That's true if your fuel is hydrogen. But with random atmospheric gas, you are likely to be producing secondary radiation. Think radioactive dust after a nuclear explosion. That dust didn't come from the bomb, but from irradiated environment. Many perfectly stable and safe isotopes have capability of capturing neutrons from a radioactive source and becoming radioactive themselves. So if you just scoop up atmo and run it through an NTR engine, you are going to be leaving a radioactive plume. Hard to tell if it would be significant, but the risk is definitely there.

Now, Russians are currently working on a variation of NTR which does not use direct heating. They have a reactor that generates power, and an electric heater in the heat exchanger.
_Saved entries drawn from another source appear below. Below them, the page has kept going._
mod common;

use axum::http::StatusCode;
use common::{build_test_context, request_json};
use serde_json::json;

#[tokio::test]
async fn ingestion_fires_alert_then_cooldown_suppresses() {
    let ctx = build_test_context().await.unwrap();

    let (status, body) = request_json(
        &ctx.app,
        "POST",
        "/v1/alerts",
        Some(json!({
            "name": "temp high",
            "metric": "temperature",
            "operator": ">",
            "threshold": 35.0
        })),
    )
    .await
    .unwrap();
    assert_eq!(status, StatusCode::CREATED);
    let rule_id = body["data"]["id"].as_str().unwrap().to_string();
    assert_eq!(body["data"]["cooldownSec"].as_i64(), Some(300));
    assert_eq!(body["data"]["status"].as_str(), Some("active"));

    // a live subscriber watches the hub like the SSE transport does
    let mut sub = ctx.state.hub.subscribe();

    let (status, body) = request_json(
        &ctx.app,
        "POST",
        "/v1/measurements",
        Some(json!({
            "containerId": "c1",
            "containerName": "Tank 1",
            "temperature": 36.0,
            "pH": 6.7,
            "weight": 5150.0,
            "volume": 5000.0
        })),
    )
    .await
    .unwrap();
    assert_eq!(status, StatusCode::CREATED);
    let fired = body["data"]["alertsTriggered"].as_array().unwrap();
    assert_eq!(fired.len(), 1);
    assert_eq!(fired[0]["alertId"].as_str(), Some(rule_id.as_str()));
    assert_eq!(fired[0]["value"].as_f64(), Some(36.0));
    assert_eq!(fired[0]["operator"].as_str(), Some(">"));
    assert_eq!(fired[0]["threshold"].as_f64(), Some(35.0));
    // derived fields are present on the stored measurement
    assert_eq!(body["data"]["measurement"]["density"].as_f64(), Some(1.03));
    assert!(body["data"]["measurement"]["qualityScore"].as_f64().is_some());

    // the live subscriber received an identical copy
    let live = sub.try_recv().expect("hub subscriber should get the firing");
    assert_eq!(live.alert_id, rule_id);

    // a second violating measurement lands inside the cooldown window
    let (status, body) = request_json(
        &ctx.app,
        "POST",
        "/v1/measurements",
        Some(json!({
            "containerId": "c1",
            "containerName": "Tank 1",
            "temperature": 37.0,
            "pH": 6.7,
            "weight": 5150.0,
            "volume": 5000.0
        })),
    )
    .await
    .unwrap();
    assert_eq!(status, StatusCode::CREATED);
    assert!(body["data"]["alertsTriggered"].as_array().unwrap().is_empty());

    // exactly one notification was stored
    let (status, body) = request_json(&ctx.app, "GET", "/v1/notifications", None)
        .await
        .unwrap();
    assert_eq!(status, StatusCode::OK);
    assert_eq!(body["data"]["total"].as_u64(), Some(1));
    assert_eq!(body["data"]["items"].as_array().unwrap().len(), 1);

    // and the rule remembers its last firing
    let (status, body) = request_json(&ctx.app, "GET", &format!("/v1/alerts/{rule_id}"), None)
        .await
        .unwrap();
    assert_eq!(status, StatusCode::OK);
    assert!(!body["data"]["lastTriggeredAt"].is_null());
}

#[tokio::test]
async fn toggled_off_rules_do_not_fire() {
    let ctx = build_test_context().await.unwrap();

    let (_, body) = request_json(
        &ctx.app,
        "POST",
        "/v1/alerts",
        Some(json!({
            "name": "temp high",
            "metric": "temperature",
            "operator": ">",
            "threshold": 35.0
        })),
    )
    .await
    .unwrap();
    let rule_id = body["data"]["id"].as_str().unwrap().to_string();

    let (status, body) = request_json(
        &ctx.app,
        "POST",
        &format!("/v1/alerts/{rule_id}/toggle"),
        None,
    )
    .await
    .unwrap();
    assert_eq!(status, StatusCode::OK);
    assert_eq!(body["data"]["status"].as_str(), Some("paused"));

    let (status, body) = request_json(
        &ctx.app,
        "POST",
        "/v1/measurements",
        Some(json!({
            "containerId": "c1",
            "containerName": "Tank 1",
            "temperature": 40.0,
            "pH": 6.7,
            "weight": 5150.0,
            "volume": 5000.0
        })),
    )
    .await
    .unwrap();
    assert_eq!(status, StatusCode::CREATED);
    assert!(body["data"]["alertsTriggered"].as_array().unwrap().is_empty());
}

#[tokio::test]
async fn sensor_validation_rejects_out_of_range_values() {
    let ctx = build_test_context().await.unwrap();

    let (status, body) = request_json(
        &ctx.app,
        "POST",
        "/v1/measurements",
        Some(json!({
            "containerId": "c1",
            "containerName": "Tank 1",
            "temperature": 36.0,
            "pH": 20.0,
            "weight": -3.0,
            "volume": 5000.0
        })),
    )
    .await
    .unwrap();
    assert_eq!(status, StatusCode::BAD_REQUEST);
    let msg = body["err_msg"].as_str().unwrap();
    assert!(msg.contains("pH"));
    assert!(msg.contains("weight"));

    // nothing was stored
    let (status, _) = request_json(&ctx.app, "GET", "/v1/measurements/latest", None)
        .await
        .unwrap();
    assert_eq!(status, StatusCode::NOT_FOUND);
}

#[tokio::test]
async fn rule_validation_rejects_malformed_definitions() {
    let ctx = build_test_context().await.unwrap();

    // empty name
    let (status, _) = request_json(
        &ctx.app,
        "POST",
        "/v1/alerts",
        Some(json!({
            "name": "  ",
            "metric": "temperature",
            "operator": ">",
            "threshold": 35.0
        })),
    )
    .await
    .unwrap();
    assert_eq!(status, StatusCode::BAD_REQUEST);

    // unknown metric is rejected at the serde boundary
    let (status, _) = request_json(
        &ctx.app,
        "POST",
        "/v1/alerts",
        Some(json!({
            "name": "density watch",
            "metric": "density",
            "operator": ">",
            "threshold": 1.05
        })),
    )
    .await
    .unwrap();
    assert_eq!(status, StatusCode::UNPROCESSABLE_ENTITY);

    // webhook channel demands a URL
    let (status, body) = request_json(
        &ctx.app,
        "POST",
        "/v1/alerts",
        Some(json!({
            "name": "hooked",
            "metric": "weight",
            "operator": ">=",
            "threshold": 5500.0,
            "channels": ["inapp", "webhook"]
        })),
    )
    .await
    .unwrap();
    assert_eq!(status, StatusCode::BAD_REQUEST);
    assert!(body["err_msg"].as_str().unwrap().contains("webhookUrl"));
}

#[tokio::test]
async fn alert_crud_round_trip() {
    let ctx = build_test_context().await.unwrap();

    let (_, body) = request_json(
        &ctx.app,
        "POST",
        "/v1/alerts",
        Some(json!({
            "name": "ph low",
            "containerId": "c7",
            "metric": "pH",
            "operator": "<",
            "threshold": 6.5,
            "durationSec": 120
        })),
    )
    .await
    .unwrap();
    let rule_id = body["data"]["id"].as_str().unwrap().to_string();

    let (status, body) = request_json(
        &ctx.app,
        "PATCH",
        &format!("/v1/alerts/{rule_id}"),
        Some(json!({ "threshold": 6.2, "containerId": null })),
    )
    .await
    .unwrap();
    assert_eq!(status, StatusCode::OK);
    assert_eq!(body["data"]["threshold"].as_f64(), Some(6.2));
    assert!(body["data"]["containerId"].is_null());
    // untouched fields survive a partial update
    assert_eq!(body["data"]["durationSec"].as_i64(), Some(120));

    let (status, body) = request_json(&ctx.app, "GET", "/v1/alerts?status=active", None)
        .await
        .unwrap();
    assert_eq!(status, StatusCode::OK);
    assert_eq!(body["data"]["total"].as_u64(), Some(1));

    let (status, _) = request_json(&ctx.app, "DELETE", &format!("/v1/alerts/{rule_id}"), None)
        .await
        .unwrap();
    assert_eq!(status, StatusCode::OK);

    let (status, _) = request_json(&ctx.app, "GET", &format!("/v1/alerts/{rule_id}"), None)
        .await
        .unwrap();
    assert_eq!(status, StatusCode::NOT_FOUND);
}

#[tokio::test]
async fn health_reports_ok() {
    let ctx = build_test_context().await.unwrap();
    let (status, body) = request_json(&ctx.app, "GET", "/v1/health", None)
        .await
        .unwrap();
    assert_eq!(status, StatusCode::OK);
    assert_eq!(body["data"]["storage_status"].as_str(), Some("ok"));
}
So the propellant never gets close to the radiation source. That engine only exists on paper at the moment, but this is the sort of setup you can safely use in an atmosphere.

Something like thermal turbojet? Yes, it possibly can be doable, but I am worried about TWR. It would have to be some kind of venus spaceplane. Now when I am thinking about it, something like NERVA-aerospike hybrid would have been the best.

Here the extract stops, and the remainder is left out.